En este sentido, es entendible la prevalencia de distopias. En el cine y la novela zombi, entes suspendidos entre la vida y la muerte marchan hacia la satisfacción de su única e inmediata hambre – devorar un cuerpo humano. En cuentos futuristas se presentan mundos gobernados por inteligencias artificiales que reducen a los seres humanos a figuras harapientas de miradas opacas o bien a luchadores que lidian con distonías personales mientras libran la guerra contra una tecnología destructora y omnipresente.

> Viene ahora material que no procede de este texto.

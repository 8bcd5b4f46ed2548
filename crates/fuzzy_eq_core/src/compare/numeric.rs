use num_complex::Complex64;

use crate::observer::Detail;
use crate::traits::DynComparable;

/// Absolute distance between two widened scalars.
///
/// Purely real operands use `|a - b|` directly; anything with an imaginary
/// part uses the modulus of the difference.
pub fn distance(left: Complex64, right: Complex64) -> f64 {
    if left.im == 0.0 && right.im == 0.0 {
        (left.re - right.re).abs()
    } else {
        (left - right).norm()
    }
}

/// `|a - b| <= tolerance` after widening. NaN on either side never matches.
pub(crate) fn compare(
    tolerance: f64,
    left: &dyn DynComparable,
    right: &dyn DynComparable,
) -> (bool, Detail) {
    let (Some(left), Some(right)) = (left.widen(), right.widen()) else {
        return (false, Detail::Malformed);
    };
    let distance = distance(left, right);
    (
        distance <= tolerance,
        Detail::Numeric {
            left,
            right,
            distance,
            tolerance,
        },
    )
}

Según Frederic Jameson, uno de los defensores contemporáneos del pensamiento utópico, la preponderancia de imaginarios distópicos y la ausencia de intentos por concebir un mundo alterno debe preocuparnos. Este estado de las cosas no solo deja ver la hegemonía de lo que nos niega, también borra u opaca la posibilidad de visualizar un mundo mejor. En sus palabras “pareciera más fácil imaginar la total destrucción de la tierra y la naturaleza” que desmantelar lo que nos ha llevado a este punto en la historia, un fallo que aduce a la falta de imaginación y valentía para contemplar la posibilidad del florecimiento humano.

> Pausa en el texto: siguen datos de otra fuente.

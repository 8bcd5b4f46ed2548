//! The `fuzzy_eq_core` crate compares values of possibly different types for
//! equality, matching numeric leaves within a tolerance instead of exactly.
//!
//! A `Vec<f32>` against a `Vec<f64>`, a `BTreeMap<i32, f64>` against a
//! `HashMap<i32, f32>`, or `(1, 2)` against `(1.0, 2.0_f32)` all compare
//! structurally, recursing until they reach numbers or types with their own
//! equality.
//!
//! Key components:
//! - **Traits**: `Inspect` (structural hooks), `Comparable` (static category
//!   facts), `DynComparable` (object-safe view used for recursion).
//! - **Classify**: implementations for primitives, std containers, tuples,
//!   smart pointers, complex numbers and nalgebra vectors.
//! - **Dispatch**: rule precedence (`select`) and the `Comparator` engine.
//! - **Compare**: one rule per category.
//! - **Observer**: optional per-rule diagnostics, including a `log` bridge.
//!
//! ```
//! use fuzzy_eq_core::{fuzzy_eq, fuzzy_eq_within};
//!
//! let floats: Vec<f32> = vec![1.2, 36.6, 25.11, 22.44];
//! let doubles: Vec<f64> = vec![1.2, 36.6, 25.11, 22.44];
//! assert!(fuzzy_eq(&floats, &doubles));
//! assert!(fuzzy_eq_within(&1, &2, 1.0));
//! assert!(!fuzzy_eq(&floats, &2.9));
//! ```
//!
//! Only types implementing [`Comparable`] can be passed in; anything else is
//! rejected at compile time. Between two `Comparable` types the comparison is
//! total: shapes that cannot match yield `false`.
//!
//! Recursion depth follows the nesting depth of the inputs. Use
//! [`CompareConfig::max_depth`] to bound it for untrusted input.

pub mod classify;
mod compare;
pub mod config;
pub mod dispatch;
pub mod observer;
pub mod traits;

pub use classify::eq_same_type;
pub use compare::numeric::distance;
pub use config::{CompareConfig, ConfigError, DEFAULT_TOLERANCE};
pub use dispatch::{same_type, select, Category, Comparator};
pub use observer::{Detail, Event, LogObserver, NoopObserver, Observer, RecordingObserver};
pub use traits::{
    Capabilities, Comparable, DynComparable, Elements, Entries, Fields, Inspect, MapOrder,
};

/// Compares two values with [`DEFAULT_TOLERANCE`].
pub fn fuzzy_eq<A: Comparable, B: Comparable>(left: &A, right: &B) -> bool {
    fuzzy_eq_within(left, right, DEFAULT_TOLERANCE)
}

/// Compares two values, matching numeric leaves within `tolerance`.
///
/// The tolerance is not validated: a negative or NaN tolerance makes every
/// numeric leaf a mismatch. Use [`Comparator::new`] to reject such values.
pub fn fuzzy_eq_within<A: Comparable, B: Comparable>(left: &A, right: &B, tolerance: f64) -> bool {
    Comparator::unchecked(CompareConfig::with_tolerance(tolerance)).compare(left, right)
}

Sin duda, esta ausencia refleja también una larga historia de crítica del utopismo. Según Marx, la transformación social requiere la suplantación de las estructuras fundamentales de la sociedad, por lo que las propuestas sustentadas en cambios de valores y costumbres o desplegadas en reformas e imaginarios futuristas están destinadas al fracaso. El filósofo Karl Popper, a su vez, en el ensayo “el utopismo y la violencia”, planteo que todo intento por construir un mundo para el bien de todos y todas enfrenta de inmediato la imposibilidad de definir lo que es una utopía. ¿En qué consiste el bienestar? ¿Y la felicidad? Por lo mismo, cualquier tentativa necesariamente lleva al conflicto y a la violencia. Terminada la disputa entre los seguidores de las distintas versiones del buen vivir, por lógica saldrá victoriosa la versión del ganador. E Immanuel Wallerstein, estudioso del capitalismo global, califica de ilusorio el pensamiento utópico; obligatoriamente siembra la desilusión o, en el peor de los casos, justifica males terribles en nombre del bien común.
¿Entonces?
Sin negar las críticas, sugiero que hay dos cualidades que podemos rescatar del pensamiento utópico. Una de ellas abunda en los casos históricos de comunidades fundamentadas en el florecimiento por igual entre sus adeptos. Dos ejemplos tempranos fueron Palmanova, fundada en 1593 cerca de Venecia, y Royal Arc-et-Senans, establecido en 1779 en Francia. Hoy en día se observa en la recuperación de las utopías andinas, el trabajo de rescate de la historia, como fuerza simbólica e instrumental de lucha, con el fin de definir la identidad y proveer la autodeterminación de futuras generaciones. La otra posibilidad es ver la utopía como un baluarte ético y existencial. Nos brinda una fuerza para resistir el pesimismo ante las crisis que nos rodean, la resignación que constriñe la acción, y el cinismo, siempre insidiosamente al alcance, que nos lleva a acomodarnos y a minimizar nuestros anhelos y sueños.